■ What you are asked to do
Using the data that follows, return exactly the lines from the one that contains "status, body" through the one that contains "or a string.", ends included.

Records excerpted from a collection
________________________________________
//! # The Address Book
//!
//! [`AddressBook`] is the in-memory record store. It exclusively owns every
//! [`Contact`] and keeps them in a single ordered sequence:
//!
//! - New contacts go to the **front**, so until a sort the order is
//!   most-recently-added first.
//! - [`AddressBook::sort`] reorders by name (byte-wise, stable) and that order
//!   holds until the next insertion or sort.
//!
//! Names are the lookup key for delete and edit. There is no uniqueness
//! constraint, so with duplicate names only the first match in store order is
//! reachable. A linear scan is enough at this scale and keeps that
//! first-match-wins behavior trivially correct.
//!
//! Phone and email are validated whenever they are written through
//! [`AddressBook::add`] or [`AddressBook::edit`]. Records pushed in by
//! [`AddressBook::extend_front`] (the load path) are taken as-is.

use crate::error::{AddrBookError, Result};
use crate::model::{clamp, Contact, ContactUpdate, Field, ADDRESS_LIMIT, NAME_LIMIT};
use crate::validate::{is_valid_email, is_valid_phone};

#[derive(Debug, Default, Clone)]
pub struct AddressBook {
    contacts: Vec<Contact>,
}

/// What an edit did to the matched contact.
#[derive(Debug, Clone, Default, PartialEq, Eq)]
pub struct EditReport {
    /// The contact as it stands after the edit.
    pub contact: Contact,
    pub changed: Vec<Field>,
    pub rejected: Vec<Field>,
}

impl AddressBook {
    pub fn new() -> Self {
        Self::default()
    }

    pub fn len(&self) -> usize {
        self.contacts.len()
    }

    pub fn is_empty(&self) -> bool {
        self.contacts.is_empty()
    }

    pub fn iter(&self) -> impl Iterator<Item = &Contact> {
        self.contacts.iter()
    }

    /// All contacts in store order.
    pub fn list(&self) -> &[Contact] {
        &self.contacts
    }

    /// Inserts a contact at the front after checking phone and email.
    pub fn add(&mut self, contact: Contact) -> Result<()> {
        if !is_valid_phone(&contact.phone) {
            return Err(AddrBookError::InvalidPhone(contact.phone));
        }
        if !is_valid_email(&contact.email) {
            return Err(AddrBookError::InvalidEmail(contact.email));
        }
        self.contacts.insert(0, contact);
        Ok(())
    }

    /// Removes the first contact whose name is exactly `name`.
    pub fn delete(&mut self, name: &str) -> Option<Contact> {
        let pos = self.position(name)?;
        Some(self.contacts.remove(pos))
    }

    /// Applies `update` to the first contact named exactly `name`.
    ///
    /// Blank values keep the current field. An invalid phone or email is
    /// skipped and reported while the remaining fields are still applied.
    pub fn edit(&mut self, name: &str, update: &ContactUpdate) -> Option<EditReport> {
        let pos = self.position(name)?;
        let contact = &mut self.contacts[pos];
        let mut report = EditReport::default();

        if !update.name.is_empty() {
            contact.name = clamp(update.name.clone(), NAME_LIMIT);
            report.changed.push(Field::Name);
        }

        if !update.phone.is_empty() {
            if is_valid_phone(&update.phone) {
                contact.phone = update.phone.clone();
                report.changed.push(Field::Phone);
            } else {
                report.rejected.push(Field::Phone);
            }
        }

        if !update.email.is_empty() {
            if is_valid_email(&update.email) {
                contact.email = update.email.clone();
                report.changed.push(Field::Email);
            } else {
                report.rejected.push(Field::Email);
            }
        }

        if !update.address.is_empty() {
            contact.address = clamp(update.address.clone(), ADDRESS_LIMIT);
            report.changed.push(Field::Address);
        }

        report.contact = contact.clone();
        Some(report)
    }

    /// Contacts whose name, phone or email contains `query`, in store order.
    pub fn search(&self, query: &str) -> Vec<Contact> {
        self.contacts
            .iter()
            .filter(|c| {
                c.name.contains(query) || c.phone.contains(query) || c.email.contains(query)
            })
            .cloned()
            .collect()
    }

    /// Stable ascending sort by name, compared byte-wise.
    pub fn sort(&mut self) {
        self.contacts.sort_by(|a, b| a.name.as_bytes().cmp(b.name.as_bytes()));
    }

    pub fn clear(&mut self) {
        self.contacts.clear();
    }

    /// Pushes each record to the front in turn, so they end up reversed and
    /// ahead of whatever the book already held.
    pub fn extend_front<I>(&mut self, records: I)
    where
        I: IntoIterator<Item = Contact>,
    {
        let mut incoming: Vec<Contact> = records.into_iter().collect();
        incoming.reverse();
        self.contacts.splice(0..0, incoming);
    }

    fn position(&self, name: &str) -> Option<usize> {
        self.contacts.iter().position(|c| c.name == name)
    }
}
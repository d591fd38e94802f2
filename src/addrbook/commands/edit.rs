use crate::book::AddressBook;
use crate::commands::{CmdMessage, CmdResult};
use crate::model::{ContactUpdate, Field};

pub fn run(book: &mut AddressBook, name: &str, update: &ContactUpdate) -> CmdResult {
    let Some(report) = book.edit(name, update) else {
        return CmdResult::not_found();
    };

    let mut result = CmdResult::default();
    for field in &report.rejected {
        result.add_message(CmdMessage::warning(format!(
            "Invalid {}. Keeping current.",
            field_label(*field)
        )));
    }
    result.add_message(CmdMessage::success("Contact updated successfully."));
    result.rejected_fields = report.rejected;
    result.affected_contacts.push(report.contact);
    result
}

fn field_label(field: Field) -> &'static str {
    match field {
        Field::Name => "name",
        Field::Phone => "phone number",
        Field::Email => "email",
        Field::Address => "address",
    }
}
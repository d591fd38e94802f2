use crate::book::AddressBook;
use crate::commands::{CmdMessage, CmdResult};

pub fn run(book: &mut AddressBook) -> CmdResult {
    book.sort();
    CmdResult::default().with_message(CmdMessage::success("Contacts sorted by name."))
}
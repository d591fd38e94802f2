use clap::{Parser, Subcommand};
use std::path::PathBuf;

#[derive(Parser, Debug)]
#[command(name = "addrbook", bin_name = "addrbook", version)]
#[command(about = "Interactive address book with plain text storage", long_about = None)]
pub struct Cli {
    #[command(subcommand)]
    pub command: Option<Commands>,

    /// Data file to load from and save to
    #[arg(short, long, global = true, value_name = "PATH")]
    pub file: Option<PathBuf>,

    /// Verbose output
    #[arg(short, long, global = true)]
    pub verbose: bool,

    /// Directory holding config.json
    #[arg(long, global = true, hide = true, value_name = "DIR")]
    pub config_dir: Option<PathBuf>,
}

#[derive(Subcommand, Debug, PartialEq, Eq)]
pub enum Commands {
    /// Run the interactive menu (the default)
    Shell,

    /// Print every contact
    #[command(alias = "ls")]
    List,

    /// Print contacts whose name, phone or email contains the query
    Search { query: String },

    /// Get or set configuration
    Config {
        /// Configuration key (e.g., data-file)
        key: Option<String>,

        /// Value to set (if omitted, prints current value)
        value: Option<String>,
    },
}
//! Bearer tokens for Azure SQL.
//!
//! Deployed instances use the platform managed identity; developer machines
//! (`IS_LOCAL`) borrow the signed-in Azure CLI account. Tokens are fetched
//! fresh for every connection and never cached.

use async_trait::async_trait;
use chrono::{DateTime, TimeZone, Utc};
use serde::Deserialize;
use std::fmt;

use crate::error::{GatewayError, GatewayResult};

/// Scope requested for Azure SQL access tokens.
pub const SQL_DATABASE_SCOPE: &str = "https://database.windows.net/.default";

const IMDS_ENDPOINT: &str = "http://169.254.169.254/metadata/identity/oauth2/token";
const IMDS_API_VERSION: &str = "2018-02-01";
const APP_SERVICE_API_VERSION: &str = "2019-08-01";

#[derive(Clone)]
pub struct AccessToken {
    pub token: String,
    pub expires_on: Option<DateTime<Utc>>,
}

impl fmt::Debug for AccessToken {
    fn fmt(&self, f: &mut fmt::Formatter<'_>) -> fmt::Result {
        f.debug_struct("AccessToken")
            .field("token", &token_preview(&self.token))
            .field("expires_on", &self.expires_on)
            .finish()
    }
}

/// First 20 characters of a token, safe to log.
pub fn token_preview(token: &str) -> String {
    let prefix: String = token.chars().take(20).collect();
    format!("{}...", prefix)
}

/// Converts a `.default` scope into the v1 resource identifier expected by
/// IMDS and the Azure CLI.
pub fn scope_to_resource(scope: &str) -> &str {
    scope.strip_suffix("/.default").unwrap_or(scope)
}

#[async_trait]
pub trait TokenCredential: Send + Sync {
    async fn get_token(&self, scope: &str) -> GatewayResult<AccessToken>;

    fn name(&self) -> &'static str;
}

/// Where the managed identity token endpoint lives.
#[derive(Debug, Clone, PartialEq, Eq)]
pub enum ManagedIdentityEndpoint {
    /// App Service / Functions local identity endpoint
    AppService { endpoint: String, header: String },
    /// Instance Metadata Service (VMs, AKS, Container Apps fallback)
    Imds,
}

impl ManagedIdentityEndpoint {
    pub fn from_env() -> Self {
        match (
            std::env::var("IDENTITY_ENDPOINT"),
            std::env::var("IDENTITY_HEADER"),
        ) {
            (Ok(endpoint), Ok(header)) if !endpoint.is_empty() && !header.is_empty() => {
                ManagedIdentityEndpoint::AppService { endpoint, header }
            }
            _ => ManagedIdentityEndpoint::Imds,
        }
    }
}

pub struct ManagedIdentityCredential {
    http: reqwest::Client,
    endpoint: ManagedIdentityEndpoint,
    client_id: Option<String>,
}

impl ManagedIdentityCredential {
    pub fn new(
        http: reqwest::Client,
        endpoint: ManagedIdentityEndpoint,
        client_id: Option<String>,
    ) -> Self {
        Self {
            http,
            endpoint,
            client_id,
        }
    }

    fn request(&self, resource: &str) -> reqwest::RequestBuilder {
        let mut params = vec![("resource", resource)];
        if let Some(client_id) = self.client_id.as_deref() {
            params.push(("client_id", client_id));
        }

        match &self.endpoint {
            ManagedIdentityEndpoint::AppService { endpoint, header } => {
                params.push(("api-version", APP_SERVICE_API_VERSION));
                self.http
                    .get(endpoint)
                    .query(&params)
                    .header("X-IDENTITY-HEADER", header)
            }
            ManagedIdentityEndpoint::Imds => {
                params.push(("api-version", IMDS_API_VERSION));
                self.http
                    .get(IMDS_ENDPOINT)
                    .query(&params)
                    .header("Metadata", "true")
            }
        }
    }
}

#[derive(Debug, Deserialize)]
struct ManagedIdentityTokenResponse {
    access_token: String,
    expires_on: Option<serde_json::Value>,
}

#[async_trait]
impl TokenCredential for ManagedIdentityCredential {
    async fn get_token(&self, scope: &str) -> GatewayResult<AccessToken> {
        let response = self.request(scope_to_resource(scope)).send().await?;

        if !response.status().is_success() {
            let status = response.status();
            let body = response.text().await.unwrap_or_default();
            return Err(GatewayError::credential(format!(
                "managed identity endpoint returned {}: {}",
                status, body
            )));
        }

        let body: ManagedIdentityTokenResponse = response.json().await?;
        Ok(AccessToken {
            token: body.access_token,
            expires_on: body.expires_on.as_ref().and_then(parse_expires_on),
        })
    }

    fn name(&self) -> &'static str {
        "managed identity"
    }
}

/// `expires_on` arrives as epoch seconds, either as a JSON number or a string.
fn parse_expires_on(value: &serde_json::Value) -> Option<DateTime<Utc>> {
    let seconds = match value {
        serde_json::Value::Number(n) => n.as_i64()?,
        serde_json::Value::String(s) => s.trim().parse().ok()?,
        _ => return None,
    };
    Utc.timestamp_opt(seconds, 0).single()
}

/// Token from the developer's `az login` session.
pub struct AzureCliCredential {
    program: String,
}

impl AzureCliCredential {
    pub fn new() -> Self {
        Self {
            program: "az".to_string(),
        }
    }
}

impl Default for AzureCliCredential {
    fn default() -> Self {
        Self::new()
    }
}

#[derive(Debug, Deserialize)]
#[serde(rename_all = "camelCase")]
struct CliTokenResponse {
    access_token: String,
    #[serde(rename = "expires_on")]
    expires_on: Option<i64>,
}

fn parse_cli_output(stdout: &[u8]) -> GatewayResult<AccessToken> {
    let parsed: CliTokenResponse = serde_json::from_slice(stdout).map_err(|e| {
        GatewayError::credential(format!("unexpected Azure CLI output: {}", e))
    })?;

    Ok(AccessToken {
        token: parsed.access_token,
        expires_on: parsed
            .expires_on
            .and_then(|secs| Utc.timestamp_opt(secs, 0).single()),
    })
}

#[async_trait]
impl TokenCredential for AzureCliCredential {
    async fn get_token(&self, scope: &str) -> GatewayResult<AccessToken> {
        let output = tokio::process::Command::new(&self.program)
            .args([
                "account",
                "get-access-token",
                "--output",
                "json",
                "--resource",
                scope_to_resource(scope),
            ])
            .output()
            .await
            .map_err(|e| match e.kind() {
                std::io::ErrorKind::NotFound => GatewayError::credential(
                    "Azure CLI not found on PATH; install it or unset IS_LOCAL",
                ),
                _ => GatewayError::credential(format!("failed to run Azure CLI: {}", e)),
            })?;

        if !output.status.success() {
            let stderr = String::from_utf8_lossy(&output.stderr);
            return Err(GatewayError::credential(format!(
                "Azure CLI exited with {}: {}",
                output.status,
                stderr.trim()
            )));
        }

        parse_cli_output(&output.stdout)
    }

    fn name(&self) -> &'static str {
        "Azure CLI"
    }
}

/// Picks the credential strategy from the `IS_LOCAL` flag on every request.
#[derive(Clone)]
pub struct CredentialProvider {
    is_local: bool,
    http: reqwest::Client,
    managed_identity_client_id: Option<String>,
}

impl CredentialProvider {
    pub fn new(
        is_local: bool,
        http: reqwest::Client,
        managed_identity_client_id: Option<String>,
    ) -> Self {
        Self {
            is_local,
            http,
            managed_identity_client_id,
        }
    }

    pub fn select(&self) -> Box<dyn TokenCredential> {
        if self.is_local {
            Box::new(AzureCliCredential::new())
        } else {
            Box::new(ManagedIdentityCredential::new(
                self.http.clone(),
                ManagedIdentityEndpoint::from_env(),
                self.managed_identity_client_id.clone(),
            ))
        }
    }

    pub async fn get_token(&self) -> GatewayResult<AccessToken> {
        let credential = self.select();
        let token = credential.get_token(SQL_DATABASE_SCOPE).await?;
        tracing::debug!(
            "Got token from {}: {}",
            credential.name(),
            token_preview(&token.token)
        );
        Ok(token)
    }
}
________________________________________
■ Output for this exercise
                status, body
            )));
        }

        let body: ManagedIdentityTokenResponse = response.json().await?;
        Ok(AccessToken {
            token: body.access_token,
            expires_on: body.expires_on.as_ref().and_then(parse_expires_on),
        })
    }

    fn name(&self) -> &'static str {
        "managed identity"
    }
}

/// `expires_on` arrives as epoch seconds, either as a JSON number or a string.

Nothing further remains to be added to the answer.